_WHAT YOU WILL DO_.
Could you return all of the data exactly as given?

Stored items
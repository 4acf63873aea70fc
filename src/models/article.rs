use serde::{Deserialize, Serialize};

/// Article (post) as listed by `GET /posts`
#[derive(Debug, Clone, PartialEq, Serialize, Deserialize)]
#[serde(rename_all = "camelCase")]
pub struct Article {
    pub id: u64,
    pub title: String,
    pub content: String,
    pub topic_id: u64,
    #[serde(default)]
    pub topic_title: String,
    #[serde(default, skip_serializing_if = "Option::is_none")]
    pub author_id: Option<u64>,
    #[serde(default)]
    pub author_name: String,
    /// ISO-8601 timestamp, compared lexically when sorting
    #[serde(default)]
    pub created_at: String,
}

/// Single article with its comments, `GET /posts/:id`
#[derive(Debug, Clone, PartialEq, Serialize, Deserialize)]
pub struct ArticleDetail {
    #[serde(flatten)]
    pub article: Article,
    #[serde(default)]
    pub comments: Vec<Comment>,
}

#[derive(Debug, Clone, PartialEq, Serialize, Deserialize)]
#[serde(rename_all = "camelCase")]
pub struct Comment {
    pub id: u64,
    #[serde(default, skip_serializing_if = "Option::is_none")]
    pub post_id: Option<u64>,
    #[serde(default, skip_serializing_if = "Option::is_none")]
    pub author_id: Option<u64>,
    #[serde(default)]
    pub author_name: String,
    pub content: String,
    #[serde(default, skip_serializing_if = "Option::is_none")]
    pub created_at: Option<String>,
}

/// Body of `POST /posts`
#[derive(Debug, Clone, PartialEq, Serialize, Deserialize)]
#[serde(rename_all = "camelCase")]
pub struct CreateArticleRequest {
    pub title: String,
    pub content: String,
    pub topic_id: u64,
}

/// Body of `POST /posts/:id/comments`
#[derive(Debug, Clone, PartialEq, Serialize, Deserialize)]
pub struct NewComment {
    pub content: String,
}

_TASK RESPONSE_.
repository 4acf63873aea70fc
filename src/models/article.rs
use serde::{Deserialize, Serialize};

/// Article (post) as listed by `GET /posts`
#[derive(Debug, Clone, PartialEq, Serialize, Deserialize)]
#[serde(rename_all = "camelCase")]
pub struct Article {
    pub id: u64,
    pub title: String,
    pub content: String,
    pub topic_id: u64,
    #[serde(default)]
    pub topic_title: String,
    #[serde(default, skip_serializing_if = "Option::is_none")]
    pub author_id: Option<u64>,
    #[serde(default)]
    pub author_name: String,
    /// ISO-8601 timestamp, compared lexically when sorting
    #[serde(default)]
    pub created_at: String,
}

/// Single article with its comments, `GET /posts/:id`
#[derive(Debug, Clone, PartialEq, Serialize, Deserialize)]
pub struct ArticleDetail {
    #[serde(flatten)]
    pub article: Article,
    #[serde(default)]
    pub comments: Vec<Comment>,
}

#[derive(Debug, Clone, PartialEq, Serialize, Deserialize)]
#[serde(rename_all = "camelCase")]
pub struct Comment {
    pub id: u64,
    #[serde(default, skip_serializing_if = "Option::is_none")]
    pub post_id: Option<u64>,
    #[serde(default, skip_serializing_if = "Option::is_none")]
    pub author_id: Option<u64>,
    #[serde(default)]
    pub author_name: String,
    pub content: String,
    #[serde(default, skip_serializing_if = "Option::is_none")]
    pub created_at: Option<String>,
}

/// Body of `POST /posts`
#[derive(Debug, Clone, PartialEq, Serialize, Deserialize)]
#[serde(rename_all = "camelCase")]
pub struct CreateArticleRequest {
    pub title: String,
    pub content: String,
    pub topic_id: u64,
}

/// Body of `POST /posts/:id/comments`
#[derive(Debug, Clone, PartialEq, Serialize, Deserialize)]
pub struct NewComment {
    pub content: String,
}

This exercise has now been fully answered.